Within seconds, the fear of death was overpowered by a stronger feeling—the urge to help people who still had a chance to escape. I picked up the phone and called my friend N.K. Singh, who was then the Indian Express correspondent. He lived far from where I was, in new Bhopal. “Run,” I implored him. “Gas is leaking from the plant. My time is up, but you still have some. Run for your life.”
He insisted I should try and reach his place, which was so far unaffected. But I had already resigned myself to fate. I made two more calls warning my friends. But my wife shook me out of this spell of activity and reminded me of my parents, brother and sister, who were all sleeping in another room. All four of them were in bad shape when I reached their room. My brain then suddenly began to work. I asked them to move out with wet handkerchiefs over their noses. We had two scooters. I asked my younger brother to take our parents on his two-wheeler and move away from the plant towards new Bhopal. My wife, my sister and I left on my Lambretta. I violated my own instructions and rode towards the plant, only to be warned by the crowd moving in the opposite direction. I turned around and rode towards Idgah Hills to my friend Rajendra Babbar’s place.
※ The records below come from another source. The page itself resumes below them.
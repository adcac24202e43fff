//! Memory requirements of one simulation.

use serde::{Deserialize, Serialize};

use crate::error::Result;
use crate::scene::SceneTemplate;
use crate::units::Quantity;

const BYTES_PER_CELL_SERIAL: f64 = 160.0;
const BYTES_PER_CELL_WAVELENGTH: f64 = 8.0;
const BASE_SERIAL_BYTES: f64 = 200.0 * 1024.0 * 1024.0;

/// Split memory estimate of one simulation.
///
/// The serial part is replicated into every process; the parallel part is
/// divided over processes when data parallelization is active.
#[derive(Debug, Clone, Copy, PartialEq, Serialize, Deserialize)]
pub struct MemoryEstimate {
    pub serial: Quantity,
    pub parallel: Quantity,
}

impl MemoryEstimate {
    pub fn new(serial: Quantity, parallel: Quantity) -> Self {
        MemoryEstimate { serial, parallel }
    }

    /// Total requirement of a single process holding everything.
    pub fn total_bytes(&self) -> f64 {
        self.serial.in_base() + self.parallel.in_base()
    }

    /// Rough estimate from scene properties and an optional cell count
    /// override (relevant when a file-tree dust grid hides the cell count
    /// from the scene itself).
    pub fn for_scene(scene: &SceneTemplate, ncells: Option<u64>, nwavelengths: u64) -> Result<Self> {
        let ncells = ncells.or_else(|| scene.ncells()).unwrap_or(100_000) as f64;
        let selfabsorption = scene.selfabsorption().unwrap_or(false);

        let serial = BASE_SERIAL_BYTES + ncells * BYTES_PER_CELL_SERIAL;

        // Radiation field and instrument cubes scale with cells x wavelengths;
        // self-absorption keeps a second field in memory.
        let mut parallel = ncells * nwavelengths as f64 * BYTES_PER_CELL_WAVELENGTH;
        if selfabsorption {
            parallel *= 2.0;
        }

        Ok(MemoryEstimate::new(
            Quantity::bytes(serial),
            Quantity::bytes(parallel),
        ))
    }
}

#[cfg(test)]
mod tests {
    use super::*;

    #[test]
    fn test_total() {
        let estimate = MemoryEstimate::new(Quantity::gibibytes(10.0), Quantity::gibibytes(40.0));
        let gib = 1024.0 * 1024.0 * 1024.0;
        assert_eq!(estimate.total_bytes(), 50.0 * gib);
    }

    #[test]
    fn test_selfabsorption_doubles_parallel_part() {
        let ski = r#"<Sim numPackages="1000"><PanDustSystem selfAbsorption="false" dustEmissivity="GreyBody" numCells="1000000"/><CartesianDustGrid/></Sim>"#;
        let scene = SceneTemplate::from_text(ski);
        let without = MemoryEstimate::for_scene(&scene, None, 100).unwrap();
        let mut scene2 = SceneTemplate::from_text(ski);
        scene2.set_selfabsorption(true).unwrap();
        let with = MemoryEstimate::for_scene(&scene2, None, 100).unwrap();
        assert_eq!(with.parallel.in_base(), 2.0 * without.parallel.in_base());
        assert_eq!(with.serial.in_base(), without.serial.in_base());
    }
}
My family and I somehow survived the killer night. But we still suffer from lingering health problems. On that night of horror, there was complete chaos. The administrative machinery had come to a standstill. People did not know what to do or where to go to save themselves. They blindly followed one another without knowing where they were headed.
On December 12 that year, Arjun Singh, then the chief minister, announced that another 15 tonnes of methyl isocyanate still remained in the plant. The only option to clear the stock, he said, was to restart production in the plant and use up all of the huge residuum of deadly gas. The government proposed a new operation named ‘Operation Faith’. But people had already lost faith in the government by then. Their faith had left them with nothing but the lifeless bodies of their near and dear ones. By December 14, when Operation Faith was launched at the plant in the old city, lakhs of people had fled from Bhopal to their villages or to other cities to save their lives.
(As told to K.S. Shaini. Keswani was the first journalist to warn of disaster from a gas leak at the Union Carbide plant.)